When those plans fell through due to the coronavirus pandemic, David Larsen, an associate professor of public health at Syracuse University, asked Kilaru if he would be interested in implementing wastewater testing as part of the university’s fall reopening plan. Kilaru now runs the program’s day-to-day operations, overseeing a system that has identified several traces of the virus in residence halls.

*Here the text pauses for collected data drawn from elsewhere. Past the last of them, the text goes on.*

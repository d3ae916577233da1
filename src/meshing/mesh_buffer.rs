//! # Mesh Buffer Module
//!
//! Final mesh assembly. Packs compiled geometry into per-attribute buffers
//! ready for upload, applies the request's uniform scale and recomputes
//! smooth vertex normals.

use cgmath::{InnerSpace, Vector3, Zero};

use super::{compiled::CompiledGeometry, metadata::MetadataEncoder};
use crate::error::{LoaderError, LoaderResult};

/// Which optional metadata channels the assembled mesh may carry.
#[derive(Copy, Clone, Debug, PartialEq, Eq)]
pub struct ChannelToggles {
    pub emissive: bool,
    pub metal: bool,
}

impl Default for ChannelToggles {
    fn default() -> Self {
        ChannelToggles {
            emissive: true,
            metal: true,
        }
    }
}

/// An immutable-by-convention, engine-facing mesh.
///
/// The metadata channels are `None` when the source has no such metadata or
/// the corresponding channel toggle is disabled; a disabled channel is never
/// emitted as zeros.
#[derive(Clone, Debug, PartialEq)]
pub struct MeshBuffer {
    pub positions: Vec<[f32; 3]>,
    pub normals: Vec<[f32; 3]>,
    pub colors: Vec<[f32; 3]>,
    pub indices: Vec<u32>,
    pub emissive_uvs: Option<Vec<[f32; 2]>>,
    pub roughness_uvs: Option<Vec<[f32; 2]>>,
    pub metalness_uvs: Option<Vec<[f32; 2]>>,
    /// Whether the source geometry carries emissive metadata, regardless of toggles.
    pub has_emissive: bool,
    /// Whether the source geometry carries metal metadata, regardless of toggles.
    pub has_metal: bool,
}

impl MeshBuffer {
    pub fn vertex_count(&self) -> usize {
        self.positions.len()
    }

    pub fn triangle_count(&self) -> usize {
        self.indices.len() / 3
    }

    pub fn position_bytes(&self) -> &[u8] {
        bytemuck::cast_slice(&self.positions)
    }

    pub fn normal_bytes(&self) -> &[u8] {
        bytemuck::cast_slice(&self.normals)
    }

    pub fn color_bytes(&self) -> &[u8] {
        bytemuck::cast_slice(&self.colors)
    }

    pub fn index_bytes(&self) -> &[u8] {
        bytemuck::cast_slice(&self.indices)
    }

    /// Per-vertex emission (0..=1) as recovered from the ramp, for consumers
    /// that take scalar vertex attributes directly.
    pub fn emissive_levels(&self) -> Option<Vec<f32>> {
        decode_channel(self.emissive_uvs.as_deref())
    }

    /// Per-vertex roughness (0..=1).
    pub fn roughness_levels(&self) -> Option<Vec<f32>> {
        decode_channel(self.roughness_uvs.as_deref())
    }

    /// Per-vertex metalness (0..=1).
    pub fn metalness_levels(&self) -> Option<Vec<f32>> {
        decode_channel(self.metalness_uvs.as_deref())
    }
}

fn decode_channel(uvs: Option<&[[f32; 2]]>) -> Option<Vec<f32>> {
    uvs.map(|uvs| uvs.iter().map(|uv| MetadataEncoder::decode(uv[0])).collect())
}

pub struct MeshAssembly;

impl MeshAssembly {
    /// Builds the final mesh from (already palette-remapped) geometry.
    ///
    /// # Arguments
    /// * `geometry` - Compiled geometry, either freshly meshed or decoded from a payload
    /// * `scale` - Uniform factor applied to positions only
    /// * `channels` - Which metadata channels the mesh may carry
    ///
    /// # Returns
    /// The assembled mesh, or `DecodeFailure` when the geometry's buffers do
    /// not describe a consistent triangle list.
    pub fn assemble(
        geometry: &CompiledGeometry,
        scale: f32,
        channels: ChannelToggles,
    ) -> LoaderResult<MeshBuffer> {
        geometry.check_shape()?;

        let positions: Vec<[f32; 3]> = triples(&geometry.positions, "positions")?
            .iter()
            .map(|p| p.map(|c| c * scale))
            .collect();

        let emissive_uvs = if geometry.has_emissive && channels.emissive {
            Some(pairs(&geometry.emissive_uvs, "emissive uvs")?)
        } else {
            None
        };

        let (roughness_uvs, metalness_uvs) = if geometry.has_metal && channels.metal {
            (
                Some(pairs(&geometry.roughness_uvs, "roughness uvs")?),
                Some(pairs(&geometry.metalness_uvs, "metalness uvs")?),
            )
        } else {
            (None, None)
        };

        let mut mesh = MeshBuffer {
            normals: triples(&geometry.normals, "normals")?.to_vec(),
            colors: triples(&geometry.colors, "colors")?.to_vec(),
            indices: geometry.indices.clone(),
            positions,
            emissive_uvs,
            roughness_uvs,
            metalness_uvs,
            has_emissive: geometry.has_emissive,
            has_metal: geometry.has_metal,
        };

        Self::compute_vertex_normals(&mut mesh);

        Ok(mesh)
    }

    /// Replaces the normals with area-weighted averages of adjacent triangle
    /// normals. Vertices touched by no triangle get a zero normal.
    pub fn compute_vertex_normals(mesh: &mut MeshBuffer) {
        let mut accumulated = vec![Vector3::<f32>::zero(); mesh.positions.len()];
        let position = |i: u32| Vector3::from(mesh.positions[i as usize]);

        for triangle in mesh.indices.chunks_exact(3) {
            let (a, b, c) = (triangle[0], triangle[1], triangle[2]);
            let face_normal = (position(c) - position(b)).cross(position(a) - position(b));

            for i in [a, b, c] {
                accumulated[i as usize] += face_normal;
            }
        }

        mesh.normals = accumulated
            .into_iter()
            .map(|n| {
                if n.magnitude2() > 0.0 {
                    n.normalize().into()
                } else {
                    [0.0; 3]
                }
            })
            .collect();
    }
}

fn triples<'a>(flat: &'a [f32], name: &str) -> LoaderResult<&'a [[f32; 3]]> {
    bytemuck::try_cast_slice(flat)
        .map_err(|e| LoaderError::DecodeFailure(format!("{name} are not xyz triples: {e}")))
}

fn pairs(flat: &[f32], name: &str) -> LoaderResult<Vec<[f32; 2]>> {
    bytemuck::try_cast_slice::<f32, [f32; 2]>(flat)
        .map(<[[f32; 2]]>::to_vec)
        .map_err(|e| LoaderError::DecodeFailure(format!("{name} are not uv pairs: {e}")))
}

“What this pandemic has taught me is that people are willing to help,” Kilaru said. “And I’m willing to do the same.”

Kilaru and several other student workers have operated the wastewater testing system, which has turned up coronavirus traces in several SU dorms this semester, leading to the university placing some facilities under quarantine. Moving forward, the university is not going to quarantine all buildings that show traces of the virus in their wastewater, Larsen said. 



“Going forward, we don’t anticipate quarantining dorms based on wastewater again,” he said. “That was a learning experience for everybody.” 

The university closed Ernie Davis Hall and instructed residents to quarantine in their rooms in early September after detecting possible traces of COVID-19 in the facility’s wastewater. Saliva tests administered to residents and employees who work in the building came back negative. 

Wastewater testing has also turned up traces of the virus in Sadler and Day halls. The university has attributed some of those traces to people who previously had the virus and continued shedding remnants of it after they were no longer contagious.

Instead of shutting down all buildings where officials find traces of the virus in wastewater, the university will now look for spikes in the virus’s presence that could indicate a new case in the facility, Larsen said. 

SU officials, local experts and students have been working to develop the wastewater surveillance system since the spring. 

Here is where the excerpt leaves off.